ASSIGNMENT >> Each line of the data that includes "blue" must be copied.
-*-
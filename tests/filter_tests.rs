/*!
 * Filter engine tests: operators, canonical type order and dotted paths.
 */

use bson::{bson, doc, Bson};
use doppeldb::filter::matches;
use doppeldb::ordering::{compare, SortStyle};
use std::cmp::Ordering;

#[test]
fn comparison_operators_respect_type_classes() {
    let d = doc! {"n": 5, "s": "mango"};
    // Numbers relate to numbers.
    assert!(matches(&d, &doc! {"n": {"$gt": 4.5}}).unwrap());
    assert!(matches(&d, &doc! {"n": {"$lte": 5i64}}).unwrap());
    // A number never relates to a string through a range operator.
    assert!(!matches(&d, &doc! {"n": {"$gt": ""}}).unwrap());
    assert!(!matches(&d, &doc! {"s": {"$gt": 1}}).unwrap());
    // Strings compare byte-wise.
    assert!(matches(&d, &doc! {"s": {"$gt": "apple"}}).unwrap());
}

#[test]
fn logical_operators_compose() {
    let d = doc! {"a": 1, "b": 2};
    assert!(matches(&d, &doc! {"$and": [{"a": 1}, {"b": 2}]}).unwrap());
    assert!(matches(&d, &doc! {"$or": [{"a": 9}, {"b": 2}]}).unwrap());
    assert!(matches(&d, &doc! {"$nor": [{"a": 9}, {"b": 9}]}).unwrap());
    assert!(!matches(&d, &doc! {"$nor": [{"a": 1}]}).unwrap());

    let err = matches(&d, &doc! {"$and": []}).unwrap_err();
    assert_eq!(err.code, 2);
}

#[test]
fn where_is_rejected() {
    let err = matches(&doc! {}, &doc! {"$where": "this.a == 1"}).unwrap_err();
    assert_eq!(err.code, 2);
}

#[test]
fn exists_and_type() {
    let d = doc! {"a": 1, "b": Bson::Null, "c": [1, 2]};
    assert!(matches(&d, &doc! {"a": {"$exists": true}}).unwrap());
    assert!(matches(&d, &doc! {"missing": {"$exists": false}}).unwrap());
    assert!(matches(&d, &doc! {"b": {"$exists": true}}).unwrap());
    assert!(matches(&d, &doc! {"a": {"$type": "int"}}).unwrap());
    assert!(matches(&d, &doc! {"a": {"$type": "number"}}).unwrap());
    assert!(matches(&d, &doc! {"c": {"$type": "array"}}).unwrap());
    assert!(matches(&d, &doc! {"a": {"$type": 16}}).unwrap());

    let err = matches(&d, &doc! {"a": {"$type": "integer"}}).unwrap_err();
    assert_eq!(err.code, 2);
}

#[test]
fn regex_with_options() {
    let d = doc! {"name": "Mongo Proxy"};
    assert!(matches(&d, &doc! {"name": {"$regex": "^mongo", "$options": "i"}}).unwrap());
    assert!(!matches(&d, &doc! {"name": {"$regex": "^mongo"}}).unwrap());
    assert!(matches(
        &d,
        &doc! {"name": Bson::RegularExpression(bson::Regex {
            pattern: "Proxy$".to_string(),
            options: String::new(),
        })}
    )
    .unwrap());
}

#[test]
fn mod_all_elem_match_size() {
    let d = doc! {"n": 10, "tags": ["a", "b"], "items": [{"qty": 5}, {"qty": 20}]};
    assert!(matches(&d, &doc! {"n": {"$mod": [3, 1]}}).unwrap());
    assert!(!matches(&d, &doc! {"n": {"$mod": [3, 0]}}).unwrap());
    let err = matches(&d, &doc! {"n": {"$mod": [0, 1]}}).unwrap_err();
    assert_eq!(err.code, 2);

    assert!(matches(&d, &doc! {"tags": {"$all": ["a", "b"]}}).unwrap());
    assert!(!matches(&d, &doc! {"tags": {"$all": ["a", "z"]}}).unwrap());
    assert!(!matches(&d, &doc! {"tags": {"$all": []}}).unwrap());

    assert!(matches(&d, &doc! {"items": {"$elemMatch": {"qty": {"$gt": 10}}}}).unwrap());
    assert!(!matches(&d, &doc! {"items": {"$elemMatch": {"qty": {"$gt": 100}}}}).unwrap());

    assert!(matches(&d, &doc! {"tags": {"$size": 2}}).unwrap());
    assert!(!matches(&d, &doc! {"tags": {"$size": 3}}).unwrap());
}

#[test]
fn in_nin_with_regex_members() {
    let d = doc! {"s": "blue"};
    assert!(matches(&d, &doc! {"s": {"$in": ["red", "blue"]}}).unwrap());
    assert!(matches(
        &d,
        &doc! {"s": {"$in": [Bson::RegularExpression(bson::Regex {
            pattern: "^bl".to_string(),
            options: String::new(),
        })]}}
    )
    .unwrap());
    assert!(matches(&doc! {"other": 1}, &doc! {"s": {"$nin": ["red"]}}).unwrap());
}

#[test]
fn not_negates_operator_documents() {
    let d = doc! {"a": 5};
    assert!(matches(&d, &doc! {"a": {"$not": {"$gt": 10}}}).unwrap());
    assert!(!matches(&d, &doc! {"a": {"$not": {"$gt": 1}}}).unwrap());
    // $not matches missing fields too.
    assert!(matches(&doc! {}, &doc! {"a": {"$not": {"$gt": 1}}}).unwrap());
}

#[test]
fn top_level_not_negates_a_nested_filter() {
    let d = doc! {"a": 5, "b": "x"};
    assert!(matches(&d, &doc! {"$not": {"a": {"$gt": 10}}}).unwrap());
    assert!(!matches(&d, &doc! {"$not": {"a": 5, "b": "x"}}).unwrap());
    // Composes with the other logical operators.
    assert!(matches(&d, &doc! {"$not": {"$or": [{"a": 9}, {"b": "y"}]}}).unwrap());
    assert!(matches(&d, &doc! {"$and": [{"$not": {"a": 9}}, {"b": "x"}]}).unwrap());

    let err = matches(&d, &doc! {"$not": [{"a": 1}]}).unwrap_err();
    assert_eq!(err.code, 2);
}

#[test]
fn expr_evaluates_against_the_document() {
    let d = doc! {"spent": 120, "budget": 100};
    assert!(matches(&d, &doc! {"$expr": {"$gt": ["$spent", "$budget"]}}).unwrap());
    assert!(!matches(&d, &doc! {"$expr": {"$lt": ["$spent", "$budget"]}}).unwrap());
}

#[test]
fn dotted_paths_and_numeric_indices() {
    let d = doc! {"a": {"b": [{"c": 1}, {"c": 2}]}};
    assert!(matches(&d, &doc! {"a.b.0.c": 1}).unwrap());
    assert!(matches(&d, &doc! {"a.b.c": 2}).unwrap());
    assert!(!matches(&d, &doc! {"a.b.5.c": 1}).unwrap());
}

#[test]
fn nan_equality_matches_nan() {
    let d = doc! {"x": f64::NAN};
    assert!(matches(&d, &doc! {"x": {"$eq": f64::NAN}}).unwrap());
    assert!(!matches(&d, &doc! {"x": {"$eq": 0.0}}).unwrap());
}

#[test]
fn canonical_type_order_across_classes() {
    // Null < number < string < object < array < binData < objectId < bool
    // < date < timestamp < regex.
    let ordered: Vec<Bson> = vec![
        Bson::Null,
        bson!(1),
        bson!("a"),
        bson!({"k": 1}),
        bson!([1]),
        Bson::Binary(bson::Binary {
            subtype: bson::spec::BinarySubtype::Generic,
            bytes: vec![1],
        }),
        Bson::ObjectId(bson::oid::ObjectId::new()),
        bson!(true),
        Bson::DateTime(bson::DateTime::from_millis(0)),
        Bson::Timestamp(bson::Timestamp { time: 0, increment: 0 }),
        Bson::RegularExpression(bson::Regex {
            pattern: "a".to_string(),
            options: String::new(),
        }),
    ];
    for window in ordered.windows(2) {
        assert_eq!(
            compare(Some(&window[0]), Some(&window[1]), SortStyle::Aggregate),
            Ordering::Less,
            "{:?} should sort before {:?}",
            window[0],
            window[1]
        );
    }
    assert_eq!(
        compare(Some(&Bson::MinKey), Some(&Bson::Null), SortStyle::Aggregate),
        Ordering::Less
    );
    assert_eq!(
        compare(Some(&Bson::MaxKey), Some(&bson!("z")), SortStyle::Aggregate),
        Ordering::Greater
    );
}

#[test]
fn empty_array_vs_null_is_asymmetric_between_sort_styles() {
    let empty = bson!([]);
    // find's .sort(): empty array before null.
    assert_eq!(
        compare(Some(&empty), Some(&Bson::Null), SortStyle::Find),
        Ordering::Less
    );
    // aggregation's $sort: null before empty array.
    assert_eq!(
        compare(Some(&Bson::Null), Some(&empty), SortStyle::Aggregate),
        Ordering::Less
    );
}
-*-
OUTPUT >>
    let d = doc! {"s": "blue"};
    assert!(matches(&d, &doc! {"s": {"$in": ["red", "blue"]}}).unwrap());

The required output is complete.